Widespread protests have again broken out in the U.S.A. after the death of an African-American man in police custody.
George Floyd, 46, was arrested in Minneapolis, Minnesota on 25 May on suspicion of passing forged money. During his arrest, a police officer knelt on his neck for more than eight minutes, despite Mr Floyd protesting that he couldn’t breathe.
Videos of the incident sparked protests across the country. The officer, Derek Chauvin, has been charged with third-degree murder and three other officers dismissed.
“I Can’t Breathe”
Floyd’s plea that he was being asphyxiated was a grim echo to another case: in 2014, in Staten Island, New York, Eric Garner asphyxiated in a police stranglehold after protesting eleven times that he couldn’t breathe. It was one of the cases that fuelled Black Lives Matter protests across the country. The officer responsible was never charged, but he was ultimately dismissed from the NYPD in 2019 over the case.
Protesters about the George Floyd killing have been using the slogan and hashtag “I can’t breathe” in demonstrations.
There is an excellent comic report in TOPO magazine on the subject which could be very interesting for your pupils. This is in French, but online with a free access and one more way to understand what is happening these days in the U.S.

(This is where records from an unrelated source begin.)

//! Errors raised while posting a form.

use std::fmt;

/// Why a form post failed.
#[derive(Debug, Clone, PartialEq, Eq)]
pub enum NetworkError {
    /// The request could not be built or sent.
    Request(String),
    InvalidUrl(String),
    Timeout,
    /// Connection refused or dropped.
    Connection(String),
    InvalidHeader(String),
    /// The endpoint answered with a 4xx or 5xx status.
    HttpStatus {
        status: u16,
        /// Reply body, when it was not empty.
        message: Option<String>,
    },
    TooManyRedirects,
}

impl NetworkError {
    /// The HTTP status code, for status errors.
    pub fn status(&self) -> Option<u16> {
        match self {
            Self::HttpStatus { status, .. } => Some(*status),
            _ => None,
        }
    }

    /// The reply body that came with an error status.
    pub fn body(&self) -> Option<&str> {
        match self {
            Self::HttpStatus { message, .. } => message.as_deref(),
            _ => None,
        }
    }
}

impl fmt::Display for NetworkError {
    fn fmt(&self, f: &mut fmt::Formatter<'_>) -> fmt::Result {
        match self {
            Self::Request(msg) => write!(f, "HTTP request error: {msg}"),
            Self::InvalidUrl(msg) => write!(f, "Invalid URL: {msg}"),
            Self::Timeout => write!(f, "Request timed out"),
            Self::Connection(msg) => write!(f, "Connection error: {msg}"),
            Self::InvalidHeader(msg) => write!(f, "Invalid header: {msg}"),
            Self::HttpStatus { status, message } => match message {
                Some(msg) => write!(f, "HTTP {status}: {msg}"),
                None => write!(f, "HTTP {status}"),
            },
            Self::TooManyRedirects => write!(f, "Too many redirects"),
        }
    }
}

impl std::error::Error for NetworkError {}

impl From<reqwest::Error> for NetworkError {
    fn from(err: reqwest::Error) -> Self {
        if err.is_timeout() {
            Self::Timeout
        } else if err.is_connect() {
            Self::Connection(err.to_string())
        } else if err.is_redirect() {
            Self::TooManyRedirects
        } else {
            Self::Request(err.to_string())
        }
    }
}

impl From<url::ParseError> for NetworkError {
    fn from(err: url::ParseError) -> Self {
        Self::InvalidUrl(err.to_string())
    }
}

/// A specialized Result type for form posts.
pub type Result<T> = std::result::Result<T, NetworkError>;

— La Revue Dessinée (@LaRevueDessinee) June 2, 2020
Black Lives Matter and other organisations support the protests, seeing this death as yet another example of the inherent racism in the American police and justice system. African Americans are disproportionately likely to be fatally shot by the police: 23.4% of incidents when they only make up 13.4% of the population according to the U.S. Census Bureau. There is a more general problem with police violence. According to the Mapping Police Violence database, “99% of killings by police from 2013-2019 have not resulted in officers being charged with a crime”.

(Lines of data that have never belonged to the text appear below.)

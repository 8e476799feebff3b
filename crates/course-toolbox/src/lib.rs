//! Course Toolbox - optimistic, incremental course editing.
//!
//! The engine behind a course editing page: clicks on item actions (indent,
//! hide/show, group mode, highlight, rename, duplicate, delete) are routed to
//! controllers that update an in-memory [`CourseDocument`](model::CourseDocument)
//! immediately and then send one mutation to the server.
//!
//! The page itself (rendering, strings, icons, prompts) is supplied by the host
//! through the traits in [`collaborators`].
//!
//! # Example
//!
//! ```
//! use course_toolbox::prelude::*;
//! use course_toolbox::testing::{ScriptedEndpoint, TestServices};
//!
//! # #[tokio::main(flavor = "current_thread")]
//! # async fn main() -> Result<(), Box<dyn std::error::Error>> {
//! let document = DocumentHandle::new(
//!     CourseDocument::new().with_section(
//!         SectionView::new(1).with_activity(
//!             ActivityView::new(12, "forum")
//!                 .with_name("News")
//!                 .with_link(ActionLink::new("moveright")),
//!         ),
//!     ),
//! );
//! let config = ToolboxConfig::builder("https://school.example", 42, "sesskey").build()?;
//! let endpoint = ScriptedEndpoint::new();
//! let toolbox = CourseToolbox::new(config, document, endpoint.clone(), TestServices::new().services())?;
//!
//! let mut click = ClickEvent::on_activity_link(12, "moveright");
//! let task = toolbox.handle_click(&mut click).into_task().expect("indent request");
//! assert!(task.await.is_success());
//! assert_eq!(endpoint.last_request().unwrap().get("value"), Some("1"));
//! # Ok(())
//! # }
//! ```

pub mod collaborators;
pub mod config;
pub mod controllers;
pub mod dispatch;
mod error;
pub mod model;
pub mod prelude;
#[cfg(any(test, feature = "testing"))]
pub mod testing;
mod toolbox;
pub mod transport;

pub use config::{ToolboxConfig, ToolboxConfigBuilder};
pub use error::{ConfigError, ModelError, MutationFailure};
pub use toolbox::CourseToolbox;

/// Tracing targets used by this crate.
pub mod targets {
    /// Click routing.
    pub const DISPATCH: &str = "course_toolbox::dispatch";
    /// Mutation delivery.
    pub const TRANSPORT: &str = "course_toolbox::transport";
    /// Bounded and cyclic controllers.
    pub const CONTROLLER: &str = "course_toolbox::controller";
    /// Inline rename.
    pub const RENAME: &str = "course_toolbox::rename";
    /// Start-up and wiring.
    pub const TOOLBOX: &str = "course_toolbox::toolbox";
}
//! Duplicating activities.

use std::sync::Arc;

use course_toolbox_core::Signal;
use serde_json::json;

use super::ControllerContext;
use crate::dispatch::{ActionHandler, ActionInvocation};
use crate::model::{ItemId, ItemRef};
use crate::targets;
use crate::transport::{
    BusyIndicator, MutationRequest, MutationResponse, MutationTask, RequestOptions, SuccessCallback,
};

const DUPLICATE_LINK: &str = "duplicate";

/// Duplicates activities.
///
/// The copy does not exist until the server renders it, so the busy overlay
/// covers the source's section rather than an item.
#[derive(Debug)]
pub struct DuplicateController {
    ctx: Arc<ControllerContext>,
    item_inserted: Arc<Signal<ItemId>>,
}

impl DuplicateController {
    pub fn new(ctx: Arc<ControllerContext>) -> Self {
        Self {
            ctx,
            item_inserted: Arc::new(Signal::new()),
        }
    }

    /// Emitted with the new item's id once its view is in the document.
    pub fn item_inserted(&self) -> &Arc<Signal<ItemId>> {
        &self.item_inserted
    }

    pub fn apply(&self, item: &ItemId) -> Option<MutationTask> {
        let (section, return_section) = self.ctx.document.read(|doc| {
            let section = doc.section_of(item)?.id.clone();
            let sr = doc
                .activity(item)?
                .link(DUPLICATE_LINK)
                .and_then(|link| link.return_section.clone());
            Some((section, sr))
        })?;

        let mut request = MutationRequest::resource().field("duplicate").id(item);
        if let Some(sr) = return_section {
            request = request.param("sr", sr);
        }

        let ctx = self.ctx.clone();
        let inserted = self.item_inserted.clone();
        let source = item.clone();
        let on_success: SuccessCallback = Box::new(move |response: &MutationResponse| {
            let Some(content) = response.fullcontent.as_deref() else {
                tracing::warn!(target: targets::CONTROLLER, item = %source, "duplicate reply has no content");
                return;
            };
            let Some(view) = ctx.services.layout.parse_activity(content) else {
                return;
            };
            let new_id = view.id.clone();
            if let Err(e) = ctx.document.update(|doc| doc.insert_activity_after(&source, view)) {
                tracing::warn!(target: targets::CONTROLLER, error = %e, "duplicate source vanished");
                return;
            }

            ctx.services
                .modules
                .invoke_function("setup_for_resource", &json!({ "id": new_id.as_str() }));
            ctx.services.action_menu.item_added(&new_id);
            inserted.emit(new_id);
        });

        let overlay = BusyIndicator::overlay(self.ctx.document.clone(), section);
        Some(self.ctx.transport.send(
            request,
            Some(overlay),
            Some(on_success),
            RequestOptions::default(),
        ))
    }
}

impl ActionHandler for DuplicateController {
    fn handle(&self, invocation: &ActionInvocation) -> Option<MutationTask> {
        match &invocation.item {
            ItemRef::Activity(item) => self.apply(item),
            ItemRef::Section(_) => None,
        }
    }
}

The video below urges people to remember George Floyd and other victims of police violence with the slogans #SayHisName and #SayTheirNames.
More Than Statistics
The current protests have spread across the country against a context of economic tension during the Covid-19 epidemic, which has hit poorer Americans much harder than their more comfortable counterparts. African Americans are statistically much more likely to live in poverty. The combination of low-paid work in front-line jobs which, and ineffective or inexistent health insurance and healthcare have meant poor Americans are more likely to be infected. Minnesota has one of the largest poverty gaps between black and white residents of any state in the country: 32% versus 7% While African American residents make up 7% of the state population, they account for 22% of Covid patients.